I am trying to compare two files. I will list the two file content:
File 1 File 2
"d.complex.1" "d.complex.1"
1 4
5 5
48 47
65 21
d.complex.10 d.complex.10
46 5
21 46
109 121
192 192
There are totally 2000 d.complex in each file. I am trying to compare both the files but the problem is the values listed under d.complex.1 in first file has to be checked with all the 2000 d.complex entries in the second file and if the entry do not match, they are to be printed out. For example in the above files, in file1 d.complex.1 number 48 is not present in file2 d.complex.1; so that number has to be stored in a list (to print out later). Then again the same d.complex.1 has to be compared with d.complex.10 of file2 and since 1, 48 and 65 are not there, they have to be appended to a list.

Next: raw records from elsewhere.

//! Input limits and structural invariant checks.

use std::collections::HashMap;

use serde::{Deserialize, Serialize};

use crate::crypto::Identity;
use crate::error::{InvariantViolation, RegistryError};
use crate::proof::Proof;
use crate::types::{DataHash, ProofId};

/// Maximum label sizes accepted by `register`.
#[derive(Debug, Clone, Copy, PartialEq, Eq, Serialize, Deserialize)]
pub struct LabelLimits {
    pub max_subject_bytes: usize,
    pub max_context_bytes: usize,
}

impl Default for LabelLimits {
    fn default() -> Self {
        Self {
            max_subject_bytes: 256,
            max_context_bytes: 1024,
        }
    }
}

impl LabelLimits {
    /// No limits at all.
    pub const UNLIMITED: Self = Self {
        max_subject_bytes: usize::MAX,
        max_context_bytes: usize::MAX,
    };

    /// Check subject and context lengths.
    pub fn check(&self, subject: &str, context: &str) -> Result<(), RegistryError> {
        check_len("subject", subject, self.max_subject_bytes)?;
        check_len("context", context, self.max_context_bytes)
    }
}

fn check_len(field: &'static str, value: &str, max: usize) -> Result<(), RegistryError> {
    if value.len() > max {
        return Err(RegistryError::LabelTooLong {
            field,
            len: value.len(),
            max,
        });
    }
    Ok(())
}

/// Check invariants I1, I2 and I5 over the raw registry tables.
pub(crate) fn check_tables(
    records: &[Proof],
    next_id: u64,
    hash_index: &HashMap<DataHash, ProofId>,
    by_owner: &HashMap<Identity, Vec<ProofId>>,
) -> Result<(), InvariantViolation> {
    let count = records.len() as u64;
    if next_id != count {
        return Err(InvariantViolation::CounterMismatch { next_id, count });
    }

    if hash_index.len() != records.len() {
        return Err(InvariantViolation::HashIndexSize {
            indexed: hash_index.len(),
            count: records.len(),
        });
    }

    let mut expected_owners: HashMap<Identity, Vec<ProofId>> = HashMap::new();
    for (i, proof) in records.iter().enumerate() {
        let id = ProofId(i as u64);
        if proof.submitter.is_zero() {
            return Err(InvariantViolation::ZeroSubmitter(id));
        }
        if proof.data_hash.is_zero() {
            return Err(InvariantViolation::ZeroHash(id));
        }

        let indexed = hash_index.get(&proof.data_hash).copied();
        if indexed != Some(id) {
            return Err(InvariantViolation::HashIndexMismatch {
                hash: proof.data_hash,
                indexed,
                expected: id,
            });
        }

        expected_owners.entry(proof.submitter).or_default().push(id);
    }

    if expected_owners.len() != by_owner.len() {
        let owner = by_owner
            .keys()
            .find(|k| !expected_owners.contains_key(k))
            .or_else(|| expected_owners.keys().find(|k| !by_owner.contains_key(k)))
            .copied()
            .unwrap_or(Identity::ZERO);
        return Err(InvariantViolation::OwnerIndexMismatch { owner });
    }
    for (owner, ids) in &expected_owners {
        if by_owner.get(owner) != Some(ids) {
            return Err(InvariantViolation::OwnerIndexMismatch { owner: *owner });
        }
    }

    Ok(())
}
//! Time sources for stamping operations.

use std::sync::atomic::{AtomicI64, Ordering};
use std::time::{SystemTime, UNIX_EPOCH};

use proof_registry_core::Timestamp;

/// Supplies "current time" to operations that arrive without a context.
pub trait Clock: Send + Sync {
    /// Current time in Unix milliseconds.
    fn now(&self) -> Timestamp;
}

/// Wall-clock time.
#[derive(Debug, Clone, Copy, Default)]
pub struct SystemClock;

impl Clock for SystemClock {
    fn now(&self) -> Timestamp {
        SystemTime::now()
            .duration_since(UNIX_EPOCH)
            .map(|d| d.as_millis() as Timestamp)
            .unwrap_or(0)
    }
}

/// A clock that only moves when told to.
#[derive(Debug, Default)]
pub struct FixedClock(AtomicI64);

impl FixedClock {
    pub fn new(now: Timestamp) -> Self {
        Self(AtomicI64::new(now))
    }

    pub fn set(&self, now: Timestamp) {
        self.0.store(now, Ordering::SeqCst);
    }

    pub fn advance(&self, millis: i64) {
        self.0.fetch_add(millis, Ordering::SeqCst);
    }
}

impl Clock for FixedClock {
    fn now(&self) -> Timestamp {
        self.0.load(Ordering::SeqCst)
    }
}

The method I chose to achieve this was to use sets and then do a intersection. Code I wrote was:
first_complex=open( "file1.txt", "r" )
first_complex_lines=first_complex.readlines()
first_complex_lines=map( string.strip, first_complex_lines )
first_complex.close()
second_complex=open( "file2.txt", "r" )
second_complex_lines=second_complex.readlines()
second_complex_lines=map( string.strip, second_complex_lines )
second_complex.close()
list_1=[]
list_2=[]
res_1=[]
for line in first_complex_lines:
if line.startswith( "d.complex" ):
res_1.append( [] )
res_1[-1].append( line )
res_2=[]
for line in second_complex_lines:
if line.startswith( "d.complex" ):
res_2.append( [] )
res_2[-1].append( line )
h=len( res_1 )
k=len( res_2 )
for i in res_1:
for j in res_2:
print i[0]
print j[0]
target_set=set ( i )
target_set_1=set( j )
for s in target_set:
if s not in target_set_1:
print s
The above code is giving an output like this (just an example):
1
48
65
d.complex.1.dssp
d.complex.1.dssp
46
21
109 d.complex.1.dssp d.complex.1.dssp d.complex.10.dssp
Though the above answer is correct, I want a more efficient way of doing this, can anyone help me? Also two d.complex.1.dssp are printed instead of one which is also not good.
What I would like to have is:
d.complex.1
d.complex.1 (name from file2)
1
48
65
d.complex.1
d.complex.10 (name from file2)
1
48
65
I am so new to python so my concept above might be flawed. Also I have never used sets before :(. Can someone give me a hand here?